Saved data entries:

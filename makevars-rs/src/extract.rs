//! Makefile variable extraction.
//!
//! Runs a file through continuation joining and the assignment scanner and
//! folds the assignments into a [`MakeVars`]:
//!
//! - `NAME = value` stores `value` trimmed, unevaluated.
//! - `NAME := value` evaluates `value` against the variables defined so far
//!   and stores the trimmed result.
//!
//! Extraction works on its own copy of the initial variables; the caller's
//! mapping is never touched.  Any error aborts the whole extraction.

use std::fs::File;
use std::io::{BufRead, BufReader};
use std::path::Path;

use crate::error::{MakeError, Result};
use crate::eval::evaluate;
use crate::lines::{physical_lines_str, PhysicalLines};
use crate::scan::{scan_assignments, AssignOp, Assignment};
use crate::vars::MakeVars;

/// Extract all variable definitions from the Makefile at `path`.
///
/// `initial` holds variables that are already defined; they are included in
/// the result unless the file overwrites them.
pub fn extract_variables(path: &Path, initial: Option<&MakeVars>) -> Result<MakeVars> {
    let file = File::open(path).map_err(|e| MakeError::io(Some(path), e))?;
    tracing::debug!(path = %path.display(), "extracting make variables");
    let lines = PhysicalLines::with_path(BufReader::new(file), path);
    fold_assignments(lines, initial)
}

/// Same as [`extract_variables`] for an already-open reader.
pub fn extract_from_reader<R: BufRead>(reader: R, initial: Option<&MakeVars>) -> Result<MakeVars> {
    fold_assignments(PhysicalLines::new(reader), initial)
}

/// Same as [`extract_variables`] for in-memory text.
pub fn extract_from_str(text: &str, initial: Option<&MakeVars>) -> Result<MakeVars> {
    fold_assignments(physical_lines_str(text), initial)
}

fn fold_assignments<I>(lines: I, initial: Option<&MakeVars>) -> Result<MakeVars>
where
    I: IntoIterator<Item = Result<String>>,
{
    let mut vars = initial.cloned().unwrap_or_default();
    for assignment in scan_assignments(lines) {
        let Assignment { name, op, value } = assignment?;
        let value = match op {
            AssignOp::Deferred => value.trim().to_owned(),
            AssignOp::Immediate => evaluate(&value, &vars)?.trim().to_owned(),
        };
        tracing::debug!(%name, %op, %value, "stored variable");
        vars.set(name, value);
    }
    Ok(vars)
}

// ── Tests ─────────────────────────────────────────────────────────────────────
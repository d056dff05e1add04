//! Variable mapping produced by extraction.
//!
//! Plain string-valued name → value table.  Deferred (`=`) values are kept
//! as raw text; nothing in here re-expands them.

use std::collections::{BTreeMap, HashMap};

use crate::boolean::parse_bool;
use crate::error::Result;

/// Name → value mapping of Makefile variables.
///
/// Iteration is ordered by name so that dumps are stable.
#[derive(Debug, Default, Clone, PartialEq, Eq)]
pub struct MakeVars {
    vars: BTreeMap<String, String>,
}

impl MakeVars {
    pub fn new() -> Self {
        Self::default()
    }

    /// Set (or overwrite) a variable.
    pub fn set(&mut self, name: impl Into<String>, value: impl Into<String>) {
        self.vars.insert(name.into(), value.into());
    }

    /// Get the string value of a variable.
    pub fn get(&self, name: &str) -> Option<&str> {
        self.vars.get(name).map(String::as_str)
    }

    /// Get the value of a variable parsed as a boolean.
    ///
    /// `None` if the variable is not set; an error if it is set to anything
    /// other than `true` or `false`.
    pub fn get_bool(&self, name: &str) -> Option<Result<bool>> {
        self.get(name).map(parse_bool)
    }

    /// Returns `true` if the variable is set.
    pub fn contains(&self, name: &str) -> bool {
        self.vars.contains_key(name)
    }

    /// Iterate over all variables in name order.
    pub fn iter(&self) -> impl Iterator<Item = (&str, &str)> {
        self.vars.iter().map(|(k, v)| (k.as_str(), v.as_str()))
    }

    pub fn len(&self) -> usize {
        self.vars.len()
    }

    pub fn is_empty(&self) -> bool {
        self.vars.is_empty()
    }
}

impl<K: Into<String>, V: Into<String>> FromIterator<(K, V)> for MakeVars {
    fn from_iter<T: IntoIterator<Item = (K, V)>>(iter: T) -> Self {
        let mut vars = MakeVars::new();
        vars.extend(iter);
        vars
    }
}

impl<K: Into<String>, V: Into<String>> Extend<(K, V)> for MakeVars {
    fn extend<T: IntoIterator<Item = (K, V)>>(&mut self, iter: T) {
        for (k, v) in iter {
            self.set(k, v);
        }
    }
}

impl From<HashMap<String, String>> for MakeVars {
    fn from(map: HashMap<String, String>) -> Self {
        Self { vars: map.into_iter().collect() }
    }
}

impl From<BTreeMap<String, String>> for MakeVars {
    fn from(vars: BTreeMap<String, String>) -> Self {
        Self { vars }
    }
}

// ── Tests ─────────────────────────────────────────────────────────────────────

What is required:
Transcribe all of the records above without altering anything.

Task result:
filename makevars-rs/src/extract.rs
//! Makefile variable extraction.
//!
//! Runs a file through continuation joining and the assignment scanner and
//! folds the assignments into a [`MakeVars`]:
//!
//! - `NAME = value` stores `value` trimmed, unevaluated.
//! - `NAME := value` evaluates `value` against the variables defined so far
//!   and stores the trimmed result.
//!
//! Extraction works on its own copy of the initial variables; the caller's
//! mapping is never touched.  Any error aborts the whole extraction.

use std::fs::File;
use std::io::{BufRead, BufReader};
use std::path::Path;

use crate::error::{MakeError, Result};
use crate::eval::evaluate;
use crate::lines::{physical_lines_str, PhysicalLines};
use crate::scan::{scan_assignments, AssignOp, Assignment};
use crate::vars::MakeVars;

/// Extract all variable definitions from the Makefile at `path`.
///
/// `initial` holds variables that are already defined; they are included in
/// the result unless the file overwrites them.
pub fn extract_variables(path: &Path, initial: Option<&MakeVars>) -> Result<MakeVars> {
    let file = File::open(path).map_err(|e| MakeError::io(Some(path), e))?;
    tracing::debug!(path = %path.display(), "extracting make variables");
    let lines = PhysicalLines::with_path(BufReader::new(file), path);
    fold_assignments(lines, initial)
}

/// Same as [`extract_variables`] for an already-open reader.
pub fn extract_from_reader<R: BufRead>(reader: R, initial: Option<&MakeVars>) -> Result<MakeVars> {
    fold_assignments(PhysicalLines::new(reader), initial)
}

/// Same as [`extract_variables`] for in-memory text.
pub fn extract_from_str(text: &str, initial: Option<&MakeVars>) -> Result<MakeVars> {
    fold_assignments(physical_lines_str(text), initial)
}

fn fold_assignments<I>(lines: I, initial: Option<&MakeVars>) -> Result<MakeVars>
where
    I: IntoIterator<Item = Result<String>>,
{
    let mut vars = initial.cloned().unwrap_or_default();
    for assignment in scan_assignments(lines) {
        let Assignment { name, op, value } = assignment?;
        let value = match op {
            AssignOp::Deferred => value.trim().to_owned(),
            AssignOp::Immediate => evaluate(&value, &vars)?.trim().to_owned(),
        };
        tracing::debug!(%name, %op, %value, "stored variable");
        vars.set(name, value);
    }
    Ok(vars)
}

// ── Tests ─────────────────────────────────────────────────────────────────────
repository d056dff05e1add04
//! Variable mapping produced by extraction.
//!
//! Plain string-valued name → value table.  Deferred (`=`) values are kept
//! as raw text; nothing in here re-expands them.

use std::collections::{BTreeMap, HashMap};

use crate::boolean::parse_bool;
use crate::error::Result;

/// Name → value mapping of Makefile variables.
///
/// Iteration is ordered by name so that dumps are stable.
#[derive(Debug, Default, Clone, PartialEq, Eq)]
pub struct MakeVars {
    vars: BTreeMap<String, String>,
}

impl MakeVars {
    pub fn new() -> Self {
        Self::default()
    }

    /// Set (or overwrite) a variable.
    pub fn set(&mut self, name: impl Into<String>, value: impl Into<String>) {
        self.vars.insert(name.into(), value.into());
    }

    /// Get the string value of a variable.
    pub fn get(&self, name: &str) -> Option<&str> {
        self.vars.get(name).map(String::as_str)
    }

    /// Get the value of a variable parsed as a boolean.
    ///
    /// `None` if the variable is not set; an error if it is set to anything
    /// other than `true` or `false`.
    pub fn get_bool(&self, name: &str) -> Option<Result<bool>> {
        self.get(name).map(parse_bool)
    }

    /// Returns `true` if the variable is set.
    pub fn contains(&self, name: &str) -> bool {
        self.vars.contains_key(name)
    }

    /// Iterate over all variables in name order.
    pub fn iter(&self) -> impl Iterator<Item = (&str, &str)> {
        self.vars.iter().map(|(k, v)| (k.as_str(), v.as_str()))
    }

    pub fn len(&self) -> usize {
        self.vars.len()
    }

    pub fn is_empty(&self) -> bool {
        self.vars.is_empty()
    }
}

impl<K: Into<String>, V: Into<String>> FromIterator<(K, V)> for MakeVars {
    fn from_iter<T: IntoIterator<Item = (K, V)>>(iter: T) -> Self {
        let mut vars = MakeVars::new();
        vars.extend(iter);
        vars
    }
}

impl<K: Into<String>, V: Into<String>> Extend<(K, V)> for MakeVars {
    fn extend<T: IntoIterator<Item = (K, V)>>(&mut self, iter: T) {
        for (k, v) in iter {
            self.set(k, v);
        }
    }
}

impl From<HashMap<String, String>> for MakeVars {
    fn from(map: HashMap<String, String>) -> Self {
        Self { vars: map.into_iter().collect() }
    }
}

impl From<BTreeMap<String, String>> for MakeVars {
    fn from(vars: BTreeMap<String, String>) -> Self {
        Self { vars }
    }
}

// ── Tests ─────────────────────────────────────────────────────────────────────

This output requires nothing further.